When Luis Florido decried the possible denial of a recall referendum in 2016 as a “betrayal of Chávez’s legacy”, plenty of opposition supporters were understandably upset. Why would an opposition politician paint himself as a palladin Chávez’ legacy?

One of the issues raised was that this kind of statement embellishes a disastrous legacy, and helps create or perpetuate the myth of Chávez, to make it part of our social imaginary.

But in terms of myth building and the social imaginary, Florido’s words will have little to no effect.

First, because the myth of Chavez is already so deeply rooted.

The foundation of a myth is a belief, based on an image meaning is projected onto. Many of Chávez’s supporters never questioned his policies, his vision for our country, or his understanding of democracy. The Chavez myth is not that of a politician, but of a person. Even if his policies were a disaster, they still believe he had good intentions. The result cannot be not his fault.

Second, because the words of other politicians have no bearing on this myth: they can no more perpetuate it than a leaf blown by a hurricane can help perpetuate it.

The myth is already deeply seeded among the faithful, by Chávez himself. According to him, his actions and deeds were not related to his duties as president. What he did, he did for love. He told us himself.

The misiones, the housing, the hospitals, the reading lessons, the free washing machines: “Everything, we did for love”, he said straight to the camera, asking for votes in 2006.


Though ephemeral, political speech still can serve to persuade.

Compared to myth, political speech is ephemeral. A myth is much deeper than words. Myths, including that of Chávez, are not easily formed, and likewise, are not easily manipulated. Many factors lie behind their creation and their enthronement in the popular imagination.

What politicians can do is manipulate the emotions of the Chávez faithful. Though ephemeral, political speech still can serve to persuade. It’s mere manipulation through speech, and in that sense, Florido’s messaging is good. He was talking not to the traditional opposition, but to those in the middle and on the other side.

Remember the video of Henrique Capriles with a woman with the face of Chavez tattooed on her arm shortly before the 6D elections? She was still a Chavez supporter. And yet she loathed the current government. Capriles never challenged her memory of Chávez, instead he focused on her rejection of the government.

When the video came out, I can’t remember anyone complaining that Capriles was helping perpetuate the myth of the Good Chávez. What he was doing was no different from what Florido set out to do: pulling the emotional strings of those Chávez supporters who feel that Maduro & Co. have betrayed him…and them.

The 6D election was won precisely because the opposition has managed to bring into the fold millions of people that once voted for Chávez, including many that still have fond memories of him. If the opposition is going to succeed in forcing some kind of transition, whether it’s in the street or in the ballot box (or in both), it’ll need the support of many of those who still like Chávez.

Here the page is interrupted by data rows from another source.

// Terminal rendering of the popup

use std::io::{self, BufRead, Write};
use verse_core::{PopupView, ViewState};

const PROGRESS_WIDTH: usize = 40;

pub struct TerminalView {
    /// Answer every confirmation with yes
    assume_yes: bool,
}

impl TerminalView {
    pub fn new(assume_yes: bool) -> Self {
        Self { assume_yes }
    }
}

impl PopupView for TerminalView {
    fn update(&self, state: &ViewState) {
        tracing::debug!(
            loading = state.loading,
            error = state.error.as_deref(),
            "Popup state changed"
        );
    }

    fn confirm(&self, message: &str) -> bool {
        if self.assume_yes {
            return true;
        }

        print!("{} [y/N] ", message);
        if io::stdout().flush().is_err() {
            return false;
        }

        let mut answer = String::new();
        match io::stdin().lock().read_line(&mut answer) {
            Ok(_) => matches!(answer.trim().to_lowercase().as_str(), "y" | "yes"),
            Err(e) => {
                tracing::warn!("Failed to read confirmation: {}", e);
                false
            }
        }
    }
}

pub fn render_state(state: &ViewState) -> String {
    let mut out = String::new();

    if let Some(error) = &state.error {
        out.push_str(&format!("! {}\n", error));
    }
    if let Some(notice) = &state.notice {
        out.push_str(&format!("* {}\n", notice));
    }

    if let Some(verse) = &state.verse {
        out.push_str(&format!("{}\n{}\n\n", verse.chapter_title, verse.revelation));
        if state.bismillah {
            out.push_str("بِسْمِ ٱللَّهِ ٱلرَّحْمَـٰنِ ٱلرَّحِيمِ\n\n");
        }
        if state.sajda_warning {
            out.push_str("(This verse contains a sajda - prostration)\n\n");
        }
        out.push_str(&format!("{}\n\n{}\n\n{}\n", verse.arabic, verse.translation, verse.meta));
    }

    out.push_str(&format!("{} {:.2}%\n", progress_bar(state.progress), state.progress));
    out
}

fn progress_bar(percent: f64) -> String {
    let filled = ((percent.clamp(0.0, 100.0) / 100.0) * PROGRESS_WIDTH as f64).round() as usize;
    format!(
        "[{}{}]",
        "#".repeat(filled),
        "-".repeat(PROGRESS_WIDTH - filled)
    )
}

#[cfg(test)]
mod tests {
    use super::*;
    use verse_core::VerseDisplay;

    #[test]
    fn test_progress_bar_bounds() {
        assert_eq!(progress_bar(0.0), format!("[{}]", "-".repeat(40)));
        assert_eq!(progress_bar(100.0), format!("[{}]", "#".repeat(40)));
        assert_eq!(progress_bar(250.0), format!("[{}]", "#".repeat(40)));
    }

    #[test]
    fn test_render_verse() {
        let state = ViewState {
            bismillah: true,
            verse: Some(VerseDisplay {
                arabic: "arabic".to_string(),
                translation: "translation".to_string(),
                chapter_title: "title".to_string(),
                revelation: "Revealed in Mecca".to_string(),
                meta: "Juz 1 | Page 2 | Line 3".to_string(),
            }),
            progress: 50.0,
            ..ViewState::default()
        };
        let text = render_state(&state);
        assert!(text.starts_with("title\nRevealed in Mecca\n"));
        assert!(text.contains("بِسْمِ"));
        assert!(text.contains("Juz 1 | Page 2 | Line 3"));
        assert!(text.ends_with("50.00%\n"));
    }

    #[test]
    fn test_render_error_only() {
        let state = ViewState {
            error: Some("Failed to load verse.".to_string()),
            ..ViewState::default()
        };
        let text = render_state(&state);
        assert!(text.starts_with("! Failed to load verse.\n"));
        assert!(!text.contains("Juz"));
    }
}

Chávez filled many vacuums, and especially the vacuum of affection.

Dismantling the Chávez myth is a goal fondly to be wished for, but it will take a lot more than reasoned explanations. Chavistas are not blind to the evidence: they can see the disaster around them. Chavismo’s failure is corporeal: they can feel it in their tummies. But their view of him is not entirely based on reason, it’s mostly based on faith and emotions. Chávez filled many vacuums, and especially the vacuum of affection. In their mind, he was theirs and they were his. Yo soy Chávez, remember? That’s not unlike Saint Augustine’s definition of love: the wish to identify oneself with the object of love.

That’s faith, not reason. And in a mano-a-mano, faith beats reason every time. When they do interact, it’s essentially always in the form of reason reinforcing faith.

If you want to transform a belief, you have no choice but to start from what’s already there. The Chávez myth is part of our social imaginary. Red, Chávez. When we talk about Bolívar, unfortunately Chávez pops into our heads, however briefly.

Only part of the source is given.